Suffering: Door, Finally, To Happiness

“Then he began to teach them that the Son of Man must undergo great suffering, and be rejected by the elders, the chief priests, and the scribes, and be killed, and after three days rise again. He said all this quite openly.” Mark 8:31-32

To come into this world is to come into suffering. Indeed, we were born in pain, and if we did not show enough, the doctor spanked us. We spent most of our early weeks either sleeping or crying. Crying seemed to meet our demands and soon parents and people were responding to our suffering; feeding us “on demand,” entertaining us, and showing us off to others. But the suffering continued; through early school, middle school, high school, in all our relationships and vocations. And finally the grim reaper gets the last word after all our efforts to fight have failed, and we return to dust from which we had come!

Not a very pretty picture. Sacred scriptures teach the same picture. We read that even Jesus, the “Son of Man” had to undergo great suffering, and great betrayal and rejection of his own religious leadership, being killed but finally rising again leaving this world go return Home.

It’s like we chose to come here looking for happiness but it so quickly eluded us. We do and buy all sorts of things to remove the suffering of boredom and unhappiness but they fade so quickly. How true it is, we all have sinned and fallen short of the glory of God. We all have failed, missed the mark, chased after illusions and came up short on happiness. We have been chasing “slippery soap.”

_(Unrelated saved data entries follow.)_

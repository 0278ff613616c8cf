use super::*;

use ringlog::debug;

use std::io;
use std::path::Path;

/// Bottom-up resolver. Each process' own cgroup membership record is read
/// and the first `<marker><digits>` path segment names the job.
pub struct ProcCgroup {
    procfs: PathBuf,
    marker: String,
}

impl ProcCgroup {
    pub fn new(procfs: impl Into<PathBuf>, marker: impl Into<String>) -> Self {
        Self {
            procfs: procfs.into(),
            marker: marker.into(),
        }
    }

    /// Resolves a single process. `Ok(None)` means the process exists but
    /// is not part of any job.
    pub fn resolve_pid(&self, pid: Pid) -> io::Result<Option<JobId>> {
        let path = self.procfs.join(pid.to_string()).join("cgroup");
        let content = std::fs::read_to_string(path)?;
        Ok(job_from_cgroup(&content, &self.marker))
    }
}

impl JobResolver for ProcCgroup {
    fn name(&self) -> &'static str {
        "proc_cgroup"
    }

    fn refresh(&self) -> Result<JobTable, JobError> {
        let entries = std::fs::read_dir(&self.procfs).map_err(|source| JobError::RootUnavailable {
            path: self.procfs.clone(),
            source,
        })?;

        let mut table = JobTable::new();

        for entry in entries.filter_map(|e| e.ok()) {
            let Some(pid) = entry.file_name().to_str().and_then(|s| s.parse::<Pid>().ok()) else {
                continue;
            };

            match self.resolve_pid(pid) {
                Ok(Some(job)) => table.insert(pid, job),
                Ok(None) => {}
                Err(e) => debug!("unable to read cgroup for pid {pid}: {e}"),
            }
        }

        Ok(table)
    }
}

/// Scans `hierarchy-id:controllers:path` lines for a job segment.
fn job_from_cgroup(content: &str, marker: &str) -> Option<JobId> {
    content
        .lines()
        .filter_map(|line| line.splitn(3, ':').nth(2))
        .flat_map(|path| Path::new(path).iter())
        .filter_map(|segment| segment.to_str())
        .find_map(|segment| JobId::from_segment(segment, marker))
}
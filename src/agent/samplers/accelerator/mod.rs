//! Collects GPU usage by querying `nvidia-smi`:
//! * `--query-gpu=gpu_uuid,index,name,utilization.gpu`
//! * `--query-compute-apps=pid,used_gpu_memory,gpu_uuid`
//!
//! The two result sets are joined on the device UUID and each process is
//! attributed to its job. Produces:
//! * `gpu_memory_usage_bytes`
//! * `gpu_utilization`
//! * `gpu_info`
//!
//! Devices without any attributed job are published under `job_id="none"`
//! so that idle GPUs stay visible.

const NAME: &str = "accelerator";

mod parse;
mod stats;

use parse::*;
use stats::*;

use crate::agent::deadline;
use crate::agent::jobs::{JobId, JobTable};
use crate::agent::samplers::{Sampler, SamplerResult, SAMPLERS};
use crate::config::Config;
use crate::store::{MetricDesc, MetricStore, NONE};

use async_trait::async_trait;
use linkme::distributed_slice;
use ringlog::{debug, error};

use std::collections::{BTreeMap, HashMap};
use std::sync::Arc;
use std::time::Duration;

const QUERY_GPU: &[&str] = &[
    "--query-gpu=gpu_uuid,index,name,utilization.gpu",
    "--format=csv",
];

const QUERY_APPS: &[&str] = &[
    "--query-compute-apps=pid,used_gpu_memory,gpu_uuid",
    "--format=csv",
];

#[distributed_slice(SAMPLERS)]
fn init(config: Arc<Config>) -> SamplerResult {
    if !config.enabled(NAME) {
        return Ok(None);
    }

    Ok(Some(Box::new(Accelerator {
        command: config.accelerator().command().to_string(),
        timeout: config.general().timeout(),
    })))
}

struct Accelerator {
    command: String,
    timeout: Duration,
}

/// Memory used by one job on one device.
#[derive(Debug, Clone, PartialEq)]
pub struct AcceleratorSample {
    pub gpu_id: u32,
    pub job_id: JobId,
    pub memory_used_bytes: u64,
    pub utilization: f64,
}

#[async_trait]
impl Sampler for Accelerator {
    fn name(&self) -> &'static str {
        NAME
    }

    fn metrics(&self) -> &'static [&'static MetricDesc] {
        METRICS
    }

    async fn refresh(&self, jobs: &JobTable, store: &MetricStore) -> anyhow::Result<()> {
        // both queries must succeed, otherwise the previous values stand
        let devices = deadline::command(&self.command, QUERY_GPU, self.timeout).await?;
        let apps = deadline::command(&self.command, QUERY_APPS, self.timeout).await?;

        let devices = parse_rows(&devices, device, |line, e| {
            debug!("{NAME}: skipping gpu row `{line}`: {e}");
        });
        let apps = parse_rows(&apps, compute_app, |line, e| {
            debug!("{NAME}: skipping compute-apps row `{line}`: {e}");
        });

        let samples = correlate(&devices, &apps, jobs);

        publish(&devices, &samples, store);

        Ok(())
    }
}

/// Joins process memory rows to devices by UUID and attributes them to jobs.
///
/// Rows with an unknown UUID and processes outside of any job are dropped.
/// Several processes of one job on one device are summed.
pub fn correlate(devices: &[Device], apps: &[ComputeApp], jobs: &JobTable) -> Vec<AcceleratorSample> {
    let by_uuid: HashMap<&str, &Device> = devices.iter().map(|d| (d.uuid.as_str(), d)).collect();

    let mut samples: BTreeMap<(u32, JobId), AcceleratorSample> = BTreeMap::new();

    for app in apps {
        let Some(device) = by_uuid.get(app.uuid.as_str()) else {
            debug!("{NAME}: pid {} uses unknown device {}", app.pid, app.uuid);
            continue;
        };

        let Some(job) = jobs.lookup(app.pid) else {
            debug!("{NAME}: pid {} on gpu {} is not part of a job", app.pid, device.index);
            continue;
        };

        samples
            .entry((device.index, job.clone()))
            .or_insert_with(|| AcceleratorSample {
                gpu_id: device.index,
                job_id: job.clone(),
                memory_used_bytes: 0,
                utilization: device.utilization,
            })
            .memory_used_bytes += app.memory_bytes;
    }

    samples.into_values().collect()
}

fn publish(devices: &[Device], samples: &[AcceleratorSample], store: &MetricStore) {
    let set = |desc: &MetricDesc, labels: &[&str], value: f64| {
        if let Err(e) = store.set(desc.name, labels, value) {
            error!("{NAME}: {e}");
        }
    };

    for sample in samples {
        let gpu_id = sample.gpu_id.to_string();
        let labels = [gpu_id.as_str(), sample.job_id.as_str()];

        set(&GPU_MEMORY_USAGE, &labels, sample.memory_used_bytes as f64);
        set(&GPU_UTILIZATION, &labels, sample.utilization);
    }

    for device in devices {
        let gpu_id = device.index.to_string();

        set(&GPU_INFO, &[gpu_id.as_str(), device.uuid.as_str(), device.name.as_str()], 1.0);

        if !samples.iter().any(|s| s.gpu_id == device.index) {
            set(&GPU_MEMORY_USAGE, &[gpu_id.as_str(), NONE], 0.0);
            set(&GPU_UTILIZATION, &[gpu_id.as_str(), NONE], device.utilization);
        }
    }
}

#[cfg(test)]
mod tests {
    use super::*;

    fn store() -> MetricStore {
        let store = MetricStore::new();
        for desc in METRICS {
            store.register(desc);
        }
        store
    }

    fn run(devices: &str, apps: &str, jobs: &JobTable, store: &MetricStore) -> Vec<AcceleratorSample> {
        let devices = parse_rows(devices, device, |_, _| {});
        let apps = parse_rows(apps, compute_app, |_, _| {});
        let samples = correlate(&devices, &apps, jobs);
        publish(&devices, &samples, store);
        samples
    }

    #[test]
    fn attributes_memory_to_job() {
        let mut jobs = JobTable::new();
        jobs.insert(1234, JobId::new("42"));
        let store = store();

        run(
            "uuid, index, name, utilization.gpu\ngpu-uuid-1, 0, \"GPUX\", 37\n",
            "pid, used_gpu_memory, gpu_uuid\n1234, 512 MiB, gpu-uuid-1\n",
            &jobs,
            &store,
        );

        assert_eq!(
            store.get("gpu_memory_usage_bytes", &["0", "42"]),
            Some(536870912.0)
        );
        assert_eq!(store.get("gpu_utilization", &["0", "42"]), Some(37.0));
        assert_eq!(store.get("gpu_info", &["0", "gpu-uuid-1", "GPUX"]), Some(1.0));
    }

    #[test]
    fn device_index_follows_uuid() {
        let mut jobs = JobTable::new();
        jobs.insert(10, JobId::new("1"));
        jobs.insert(11, JobId::new("2"));
        jobs.insert(12, JobId::new("3"));
        let store = store();

        // rows deliberately out of index order
        let samples = run(
            "h\nGPU-b, 1, X, 50\nGPU-a, 0, X, 20\nGPU-c, 2, X, 90\n",
            "h\n10, 1 MiB, GPU-c\n11, 1 MiB, GPU-a\n12, 1 MiB, GPU-zzz\n",
            &jobs,
            &store,
        );

        assert_eq!(samples.len(), 2);
        assert!(samples.contains(&AcceleratorSample {
            gpu_id: 2,
            job_id: JobId::new("1"),
            memory_used_bytes: 1 << 20,
            utilization: 90.0,
        }));
        assert!(samples.contains(&AcceleratorSample {
            gpu_id: 0,
            job_id: JobId::new("2"),
            memory_used_bytes: 1 << 20,
            utilization: 20.0,
        }));
        // unmatched uuid is dropped, not zero-filled
        assert!(samples.iter().all(|s| s.job_id != JobId::new("3")));
        assert_eq!(store.get("gpu_memory_usage_bytes", &["0", "3"]), None);
    }

    #[test]
    fn sums_processes_of_one_job() {
        let mut jobs = JobTable::new();
        jobs.insert(10, JobId::new("7"));
        jobs.insert(11, JobId::new("7"));

        let samples = run(
            "h\nGPU-a, 0, X, 60\n",
            "h\n10, 100 MiB, GPU-a\n11, 28 MiB, GPU-a\n",
            &jobs,
            &store(),
        );

        assert_eq!(samples.len(), 1);
        assert_eq!(samples[0].memory_used_bytes, 128 << 20);
    }

    #[test]
    fn unattributed_processes_are_skipped() {
        let jobs = JobTable::new();
        let store = store();

        let samples = run("h\nGPU-a, 0, X, 60\n", "h\n10, 100 MiB, GPU-a\n", &jobs, &store);

        assert!(samples.is_empty());
        // the device is idle as far as jobs are concerned
        assert_eq!(store.get("gpu_utilization", &["0", "none"]), Some(60.0));
        assert_eq!(store.get("gpu_memory_usage_bytes", &["0", "none"]), Some(0.0));
    }

    #[test]
    fn idle_devices_keep_a_placeholder() {
        let mut jobs = JobTable::new();
        jobs.insert(10, JobId::new("1"));
        let store = store();

        run(
            "h\nGPU-a, 0, X, 60\nGPU-b, 1, X, 3\n",
            "h\n10, 100 MiB, GPU-a\n",
            &jobs,
            &store,
        );

        assert_eq!(store.get("gpu_utilization", &["1", "none"]), Some(3.0));
        assert_eq!(store.get("gpu_memory_usage_bytes", &["1", "none"]), Some(0.0));
        assert_eq!(store.get("gpu_utilization", &["0", "none"]), None);
    }

    /// Writes an executable stand-in for `nvidia-smi` which answers the
    /// compute-apps query once and fails with exit code 3 afterwards.
    #[cfg(unix)]
    fn fake_smi(dir: &std::path::Path) -> String {
        use std::os::unix::fs::PermissionsExt;

        let marker = dir.join("apps-queried");
        let script = dir.join("nvidia-smi");
        let body = format!(
            r#"#!/bin/sh
case "$1" in
    --query-gpu=*)
        printf 'uuid, index, name, utilization.gpu [%%]\nGPU-a, 0, "GPUX", 37 %%\n'
        ;;
    --query-compute-apps=*)
        if [ -e "{marker}" ]; then
            echo "driver went away" >&2
            exit 3
        fi
        touch "{marker}"
        printf 'pid, used_gpu_memory [MiB], gpu_uuid\n1234, 512 MiB, GPU-a\n'
        ;;
    *)
        exit 2
        ;;
esac
"#,
            marker = marker.display()
        );

        std::fs::write(&script, body).unwrap();
        std::fs::set_permissions(&script, std::fs::Permissions::from_mode(0o755)).unwrap();

        script.display().to_string()
    }

    #[cfg(unix)]
    #[tokio::test]
    async fn failed_query_keeps_previous_values() {
        let dir = tempfile::tempdir().unwrap();

        let sampler = Accelerator {
            command: fake_smi(dir.path()),
            timeout: Duration::from_secs(5),
        };

        let mut jobs = JobTable::new();
        jobs.insert(1234, JobId::new("42"));
        let store = store();

        sampler.refresh(&jobs, &store).await.unwrap();

        assert_eq!(
            store.get("gpu_memory_usage_bytes", &["0", "42"]),
            Some(536870912.0)
        );
        assert_eq!(store.get("gpu_utilization", &["0", "42"]), Some(37.0));

        // the process moved to another job, but the second query fails
        let mut jobs = JobTable::new();
        jobs.insert(1234, JobId::new("43"));

        assert!(sampler.refresh(&jobs, &store).await.is_err());

        assert_eq!(
            store.get("gpu_memory_usage_bytes", &["0", "42"]),
            Some(536870912.0)
        );
        assert_eq!(store.get("gpu_memory_usage_bytes", &["0", "43"]), None);
    }

    #[tokio::test]
    async fn missing_command_is_an_error() {
        let dir = tempfile::tempdir().unwrap();

        let sampler = Accelerator {
            command: dir.path().join("nvidia-smi").display().to_string(),
            timeout: Duration::from_secs(5),
        };
        let store = store();

        assert!(sampler.refresh(&JobTable::new(), &store).await.is_err());
        assert_eq!(store.get("gpu_utilization", &["none", "none"]), Some(0.0));
    }

    #[test]
    fn malformed_row_does_not_block_later_rows() {
        let mut jobs = JobTable::new();
        jobs.insert(10, JobId::new("1"));
        jobs.insert(11, JobId::new("1"));
        let store = store();

        run(
            "h\nGPU-a, 0, X, 60\n",
            "h\n10, 100 MiB\n11, 64 MiB, GPU-a\n",
            &jobs,
            &store,
        );

        assert_eq!(
            store.get("gpu_memory_usage_bytes", &["0", "1"]),
            Some((64u64 << 20) as f64)
        );
    }
}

Fr. Dan Serbicki, the youngest priest in the Roman Catholic Diocese, gave such a neat sermon the other night at St. John’s Lutheran Church. In his search for happiness, he learned early on that helping others gave him happiness. Helping the poor made him feel so good and gave him excitement. He decided to go on special trips to help the “needy” but in time it seemed to come up short. He went to on a “mission trip” to help in Steubenville, Ohio, but there he learned the way of St. Francis; the time you spend in helping others had to be spent in time finding peace and happiness within, of allowing the Divine to “serve you!” He told how St. Francis worked two weeks for the poor and needy but then returned and remained two weeks in silence to regain a sense of God serving and filling him as his Source.

It’s easy to use mission and service to others as an elixir or remedy for loneliness and suffering. Years ago I read a book warning counselors about “treating oneself at the expense of others.” Written for counselors and social workers, it could apply to any. We commit ourselves to a little service project then wait for the cheers, ribbons of rewards for our “love of humanity,” in Christ’s name no less. It can easily become an ego trip.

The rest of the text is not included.